● **Exercise directions**: Find the string "clone" in the records. Copy every line it appears in.

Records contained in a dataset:
========================
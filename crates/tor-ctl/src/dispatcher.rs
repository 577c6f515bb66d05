use crate::bus::{BusEvent, EventBus, EventKind};
use crate::error::ControlError;
use crate::parser::ParsedUnit;
use crate::queue::CommandQueue;

/// Routes parsed reply groups to the in-flight [`crate::queue::Job`] and
/// parsed events to the [`EventBus`]. A non-650 reply arriving with nothing
/// in flight means the connection and the daemon have desynced — a replay
/// from a prior command, or one too many replies — and is always fatal.
pub struct Dispatcher {
    queue: CommandQueue,
    bus: EventBus,
}

impl Dispatcher {
    pub fn new(queue: CommandQueue, bus: EventBus) -> Self {
        Self { queue, bus }
    }

    /// Returns `Err` only for desync; the caller treats that as fatal to the
    /// connection, same as a parser error.
    pub fn dispatch(&self, unit: ParsedUnit) -> Result<(), ControlError> {
        match unit {
            ParsedUnit::Event(event) => {
                self.bus.publish(EventKind::Control, BusEvent::Control(event));
                Ok(())
            }
            ParsedUnit::Reply(group) => {
                if self.queue.current().is_none() {
                    return Err(ControlError::protocol(
                        "reply received with no command in flight",
                    ));
                }
                let result = if group.is_success() {
                    Ok(group)
                } else {
                    Err(ControlError::from_status(
                        group.status(),
                        group.final_message(),
                    ))
                };
                self.queue.complete_current(result);
                Ok(())
            }
        }
    }
}

#[cfg(test)]
mod tests {
    use super::*;
    use crate::model::{Command, ReplyLine};

    #[test]
    fn reply_with_no_current_command_is_desync() {
        let dispatcher = Dispatcher::new(CommandQueue::new(), EventBus::new());
        let group = crate::model::ReplyGroup {
            lines: vec![ReplyLine {
                status: 250,
                message: "OK".into(),
                data: None,
            }],
        };
        assert!(dispatcher
            .dispatch(ParsedUnit::Reply(group))
            .is_err());
    }

    #[tokio::test]
    async fn success_reply_resolves_the_current_job() {
        let queue = CommandQueue::new();
        let dispatcher = Dispatcher::new(queue.clone(), EventBus::new());
        let job = queue.enqueue(Command::new("GETINFO"));
        queue.begin_next().unwrap();
        let group = crate::model::ReplyGroup {
            lines: vec![ReplyLine {
                status: 250,
                message: "OK".into(),
                data: None,
            }],
        };
        dispatcher.dispatch(ParsedUnit::Reply(group)).unwrap();
        assert!(job.wait().await.is_ok());
    }

    #[test]
    fn event_goes_to_the_bus_not_the_queue() {
        let queue = CommandQueue::new();
        let bus = EventBus::new();
        let dispatcher = Dispatcher::new(queue, bus.clone());
        let event = crate::model::EventRecord {
            keyword: "NOTICE".into(),
            message: "hello".into(),
            data: None,
        };
        // No current command, yet dispatching an event must not be treated
        // as desync.
        assert!(dispatcher.dispatch(ParsedUnit::Event(event)).is_ok());
    }
}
========================
● **Response to the exercise**:
        let dispatcher = Dispatcher::new(queue.clone(), EventBus::new());
        let dispatcher = Dispatcher::new(queue, bus.clone());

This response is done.